[EXERCISE GOAL]
Look through the data below. Show each line where the string "crate" occurs.

[DATA SHOWN]
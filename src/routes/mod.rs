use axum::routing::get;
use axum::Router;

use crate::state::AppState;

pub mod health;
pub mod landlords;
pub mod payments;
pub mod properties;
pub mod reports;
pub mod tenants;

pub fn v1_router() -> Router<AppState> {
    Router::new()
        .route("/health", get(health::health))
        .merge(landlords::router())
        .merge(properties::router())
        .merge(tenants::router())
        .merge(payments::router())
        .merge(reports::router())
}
==
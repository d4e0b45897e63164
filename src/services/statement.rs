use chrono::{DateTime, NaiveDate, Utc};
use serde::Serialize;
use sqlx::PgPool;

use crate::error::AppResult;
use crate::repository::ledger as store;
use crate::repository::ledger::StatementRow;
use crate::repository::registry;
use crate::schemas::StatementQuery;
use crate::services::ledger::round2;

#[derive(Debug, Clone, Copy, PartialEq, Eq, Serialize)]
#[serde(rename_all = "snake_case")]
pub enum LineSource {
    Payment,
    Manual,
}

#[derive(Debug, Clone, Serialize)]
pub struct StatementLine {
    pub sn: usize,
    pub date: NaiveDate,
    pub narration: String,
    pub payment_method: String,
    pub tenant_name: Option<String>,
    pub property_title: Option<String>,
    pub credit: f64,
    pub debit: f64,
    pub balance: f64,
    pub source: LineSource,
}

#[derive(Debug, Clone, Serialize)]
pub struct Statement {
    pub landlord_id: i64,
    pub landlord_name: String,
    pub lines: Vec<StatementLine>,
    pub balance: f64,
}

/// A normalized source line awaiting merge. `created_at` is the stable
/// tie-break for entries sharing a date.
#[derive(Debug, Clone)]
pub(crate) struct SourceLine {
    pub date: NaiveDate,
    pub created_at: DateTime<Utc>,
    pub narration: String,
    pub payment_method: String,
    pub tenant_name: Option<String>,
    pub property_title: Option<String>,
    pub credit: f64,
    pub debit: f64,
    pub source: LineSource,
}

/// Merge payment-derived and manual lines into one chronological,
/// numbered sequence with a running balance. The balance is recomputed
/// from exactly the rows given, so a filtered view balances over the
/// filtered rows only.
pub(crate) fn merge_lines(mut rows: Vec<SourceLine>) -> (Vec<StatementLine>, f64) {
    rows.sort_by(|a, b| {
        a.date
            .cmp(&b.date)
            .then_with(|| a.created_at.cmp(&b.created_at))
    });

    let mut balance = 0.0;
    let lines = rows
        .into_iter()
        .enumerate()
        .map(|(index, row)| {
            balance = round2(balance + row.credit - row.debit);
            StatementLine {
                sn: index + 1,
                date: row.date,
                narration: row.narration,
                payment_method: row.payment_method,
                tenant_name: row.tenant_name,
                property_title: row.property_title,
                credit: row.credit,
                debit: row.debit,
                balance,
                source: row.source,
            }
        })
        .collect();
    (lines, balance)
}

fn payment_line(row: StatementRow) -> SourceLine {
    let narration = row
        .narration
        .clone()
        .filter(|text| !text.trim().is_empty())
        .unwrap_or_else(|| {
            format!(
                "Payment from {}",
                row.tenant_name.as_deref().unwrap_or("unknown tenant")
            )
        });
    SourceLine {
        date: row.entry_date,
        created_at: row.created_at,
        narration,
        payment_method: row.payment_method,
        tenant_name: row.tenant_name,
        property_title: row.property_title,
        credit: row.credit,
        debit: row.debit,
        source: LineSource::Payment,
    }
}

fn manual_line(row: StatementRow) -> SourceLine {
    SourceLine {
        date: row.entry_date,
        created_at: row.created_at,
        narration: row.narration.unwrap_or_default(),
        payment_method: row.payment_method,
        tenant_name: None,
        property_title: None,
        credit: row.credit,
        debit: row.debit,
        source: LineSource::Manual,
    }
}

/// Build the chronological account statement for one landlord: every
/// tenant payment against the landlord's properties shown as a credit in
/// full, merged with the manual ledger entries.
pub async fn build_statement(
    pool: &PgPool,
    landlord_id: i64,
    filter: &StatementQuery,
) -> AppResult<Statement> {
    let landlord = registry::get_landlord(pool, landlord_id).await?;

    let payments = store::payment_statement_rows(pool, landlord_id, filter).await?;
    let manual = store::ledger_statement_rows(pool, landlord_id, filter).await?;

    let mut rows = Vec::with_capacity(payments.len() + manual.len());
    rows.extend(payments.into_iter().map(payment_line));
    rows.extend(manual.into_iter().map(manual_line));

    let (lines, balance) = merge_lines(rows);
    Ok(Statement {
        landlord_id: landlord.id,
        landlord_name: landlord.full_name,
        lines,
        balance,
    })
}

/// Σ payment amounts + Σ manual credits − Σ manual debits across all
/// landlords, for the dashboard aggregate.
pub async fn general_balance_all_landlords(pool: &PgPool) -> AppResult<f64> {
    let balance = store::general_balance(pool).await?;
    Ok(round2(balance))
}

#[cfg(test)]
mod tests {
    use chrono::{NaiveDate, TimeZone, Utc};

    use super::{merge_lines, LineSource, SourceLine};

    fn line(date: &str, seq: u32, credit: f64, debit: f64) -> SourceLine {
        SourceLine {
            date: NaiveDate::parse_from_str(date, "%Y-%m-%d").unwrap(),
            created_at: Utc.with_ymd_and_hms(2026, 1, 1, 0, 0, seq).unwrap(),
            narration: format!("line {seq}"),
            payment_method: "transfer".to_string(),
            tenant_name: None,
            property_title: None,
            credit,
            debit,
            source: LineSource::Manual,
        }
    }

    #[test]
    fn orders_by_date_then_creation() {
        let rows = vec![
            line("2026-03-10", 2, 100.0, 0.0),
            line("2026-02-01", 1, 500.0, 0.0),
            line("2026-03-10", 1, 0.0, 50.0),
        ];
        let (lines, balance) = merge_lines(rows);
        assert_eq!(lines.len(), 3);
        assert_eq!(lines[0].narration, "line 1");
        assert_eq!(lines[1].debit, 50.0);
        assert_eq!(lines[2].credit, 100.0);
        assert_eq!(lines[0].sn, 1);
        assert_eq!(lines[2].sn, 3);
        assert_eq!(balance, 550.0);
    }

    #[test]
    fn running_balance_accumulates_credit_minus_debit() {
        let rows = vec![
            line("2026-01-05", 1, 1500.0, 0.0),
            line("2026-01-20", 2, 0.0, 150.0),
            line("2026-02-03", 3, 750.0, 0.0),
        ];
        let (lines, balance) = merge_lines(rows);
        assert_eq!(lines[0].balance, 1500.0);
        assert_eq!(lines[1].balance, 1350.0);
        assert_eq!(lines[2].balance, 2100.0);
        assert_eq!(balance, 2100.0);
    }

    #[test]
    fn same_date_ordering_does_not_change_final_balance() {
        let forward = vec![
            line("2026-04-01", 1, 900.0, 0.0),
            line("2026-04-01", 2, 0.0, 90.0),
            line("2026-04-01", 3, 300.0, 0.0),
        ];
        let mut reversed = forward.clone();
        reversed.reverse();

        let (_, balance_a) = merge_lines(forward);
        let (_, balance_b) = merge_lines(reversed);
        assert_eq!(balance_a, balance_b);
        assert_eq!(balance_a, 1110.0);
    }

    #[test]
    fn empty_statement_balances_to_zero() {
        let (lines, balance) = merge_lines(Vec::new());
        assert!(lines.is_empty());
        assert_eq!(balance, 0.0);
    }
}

[RESPONSE TO THE TASK]
use crate::state::AppState;
use crate::error::AppResult;
use crate::repository::ledger as store;
use crate::repository::ledger::StatementRow;
use crate::repository::registry;
use crate::schemas::StatementQuery;
use crate::services::ledger::round2;
pub(crate) struct SourceLine {
pub(crate) fn merge_lines(mut rows: Vec<SourceLine>) -> (Vec<StatementLine>, f64) {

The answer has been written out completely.